- RECORDS:
==========

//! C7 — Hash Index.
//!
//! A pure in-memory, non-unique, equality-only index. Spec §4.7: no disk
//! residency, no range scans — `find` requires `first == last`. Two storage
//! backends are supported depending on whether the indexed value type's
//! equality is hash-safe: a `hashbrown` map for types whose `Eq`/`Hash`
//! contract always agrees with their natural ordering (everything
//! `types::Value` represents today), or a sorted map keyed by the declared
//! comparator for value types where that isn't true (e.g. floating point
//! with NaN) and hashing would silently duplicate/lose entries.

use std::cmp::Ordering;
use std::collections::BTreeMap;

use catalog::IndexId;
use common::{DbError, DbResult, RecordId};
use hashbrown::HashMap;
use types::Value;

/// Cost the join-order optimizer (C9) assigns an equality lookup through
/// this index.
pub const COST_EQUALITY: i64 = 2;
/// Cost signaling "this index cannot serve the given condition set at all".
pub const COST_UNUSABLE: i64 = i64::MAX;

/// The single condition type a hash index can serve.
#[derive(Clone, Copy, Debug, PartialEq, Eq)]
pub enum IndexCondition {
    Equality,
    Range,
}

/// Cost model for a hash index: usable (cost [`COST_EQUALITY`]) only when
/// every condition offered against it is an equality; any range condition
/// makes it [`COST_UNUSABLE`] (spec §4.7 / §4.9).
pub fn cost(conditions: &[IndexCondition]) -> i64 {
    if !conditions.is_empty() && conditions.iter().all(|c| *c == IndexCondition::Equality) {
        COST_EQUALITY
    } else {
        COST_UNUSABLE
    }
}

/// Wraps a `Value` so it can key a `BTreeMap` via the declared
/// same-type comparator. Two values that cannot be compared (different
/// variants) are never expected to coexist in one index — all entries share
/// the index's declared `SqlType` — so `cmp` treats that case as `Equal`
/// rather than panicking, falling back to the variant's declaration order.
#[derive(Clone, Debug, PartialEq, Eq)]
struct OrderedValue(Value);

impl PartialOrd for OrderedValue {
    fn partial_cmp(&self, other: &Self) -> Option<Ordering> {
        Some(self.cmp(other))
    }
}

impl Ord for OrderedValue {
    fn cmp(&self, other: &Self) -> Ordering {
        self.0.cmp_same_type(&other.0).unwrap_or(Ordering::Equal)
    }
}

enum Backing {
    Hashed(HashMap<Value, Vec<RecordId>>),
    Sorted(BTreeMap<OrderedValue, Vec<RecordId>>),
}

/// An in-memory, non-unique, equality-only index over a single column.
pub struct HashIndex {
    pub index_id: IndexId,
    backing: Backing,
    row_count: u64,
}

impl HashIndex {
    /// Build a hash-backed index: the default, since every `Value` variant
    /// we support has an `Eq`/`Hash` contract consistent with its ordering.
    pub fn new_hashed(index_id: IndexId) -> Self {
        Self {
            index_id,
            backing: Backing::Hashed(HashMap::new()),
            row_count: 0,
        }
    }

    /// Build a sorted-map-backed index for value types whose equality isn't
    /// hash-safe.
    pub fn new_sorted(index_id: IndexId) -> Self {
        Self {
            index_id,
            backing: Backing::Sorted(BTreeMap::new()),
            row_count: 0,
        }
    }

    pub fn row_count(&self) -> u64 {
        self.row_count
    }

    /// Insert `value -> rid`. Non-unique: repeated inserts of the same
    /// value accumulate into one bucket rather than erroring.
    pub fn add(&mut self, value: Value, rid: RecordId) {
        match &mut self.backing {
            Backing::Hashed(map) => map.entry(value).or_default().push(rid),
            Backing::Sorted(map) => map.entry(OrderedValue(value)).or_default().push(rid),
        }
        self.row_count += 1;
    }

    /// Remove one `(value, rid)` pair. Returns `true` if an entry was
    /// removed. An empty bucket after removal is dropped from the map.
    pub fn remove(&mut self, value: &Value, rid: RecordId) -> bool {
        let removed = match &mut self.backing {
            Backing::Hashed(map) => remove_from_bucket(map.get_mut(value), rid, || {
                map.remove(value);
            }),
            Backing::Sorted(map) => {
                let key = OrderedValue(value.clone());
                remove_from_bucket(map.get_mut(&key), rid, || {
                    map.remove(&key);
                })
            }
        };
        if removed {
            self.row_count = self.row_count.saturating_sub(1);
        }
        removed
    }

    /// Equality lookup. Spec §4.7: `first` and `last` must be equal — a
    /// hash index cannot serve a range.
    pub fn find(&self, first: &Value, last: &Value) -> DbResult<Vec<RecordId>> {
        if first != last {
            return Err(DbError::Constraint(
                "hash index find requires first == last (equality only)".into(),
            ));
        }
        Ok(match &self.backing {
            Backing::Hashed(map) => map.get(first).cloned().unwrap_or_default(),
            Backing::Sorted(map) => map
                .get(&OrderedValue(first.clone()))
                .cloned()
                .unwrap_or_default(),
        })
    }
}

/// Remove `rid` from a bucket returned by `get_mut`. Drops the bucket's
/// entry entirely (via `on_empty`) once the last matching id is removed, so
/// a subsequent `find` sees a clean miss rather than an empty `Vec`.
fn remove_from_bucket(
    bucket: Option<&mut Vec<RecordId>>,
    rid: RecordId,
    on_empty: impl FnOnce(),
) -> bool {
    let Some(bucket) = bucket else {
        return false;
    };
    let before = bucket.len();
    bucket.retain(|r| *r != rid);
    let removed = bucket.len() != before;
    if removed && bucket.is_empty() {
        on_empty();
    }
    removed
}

==========

- YOUR ASSIGNMENT:
The answer must hold only the lines from the first line of the data through the line bearing "the index's declared", returned exactly.

- ANSWER SECTION:
//! C7 — Hash Index.
//!
//! A pure in-memory, non-unique, equality-only index. Spec §4.7: no disk
//! residency, no range scans — `find` requires `first == last`. Two storage
//! backends are supported depending on whether the indexed value type's
//! equality is hash-safe: a `hashbrown` map for types whose `Eq`/`Hash`
//! contract always agrees with their natural ordering (everything
//! `types::Value` represents today), or a sorted map keyed by the declared
//! comparator for value types where that isn't true (e.g. floating point
//! with NaN) and hashing would silently duplicate/lose entries.

use std::cmp::Ordering;
use std::collections::BTreeMap;

use catalog::IndexId;
use common::{DbError, DbResult, RecordId};
use hashbrown::HashMap;
use types::Value;

/// Cost the join-order optimizer (C9) assigns an equality lookup through
/// this index.
pub const COST_EQUALITY: i64 = 2;
/// Cost signaling "this index cannot serve the given condition set at all".
pub const COST_UNUSABLE: i64 = i64::MAX;

/// The single condition type a hash index can serve.
#[derive(Clone, Copy, Debug, PartialEq, Eq)]
pub enum IndexCondition {
    Equality,
    Range,
}

/// Cost model for a hash index: usable (cost [`COST_EQUALITY`]) only when
/// every condition offered against it is an equality; any range condition
/// makes it [`COST_UNUSABLE`] (spec §4.7 / §4.9).
pub fn cost(conditions: &[IndexCondition]) -> i64 {
    if !conditions.is_empty() && conditions.iter().all(|c| *c == IndexCondition::Equality) {
        COST_EQUALITY
    } else {
        COST_UNUSABLE
    }
}

/// Wraps a `Value` so it can key a `BTreeMap` via the declared
/// same-type comparator. Two values that cannot be compared (different
/// variants) are never expected to coexist in one index — all entries share
/// the index's declared `SqlType` — so `cmp` treats that case as `Equal`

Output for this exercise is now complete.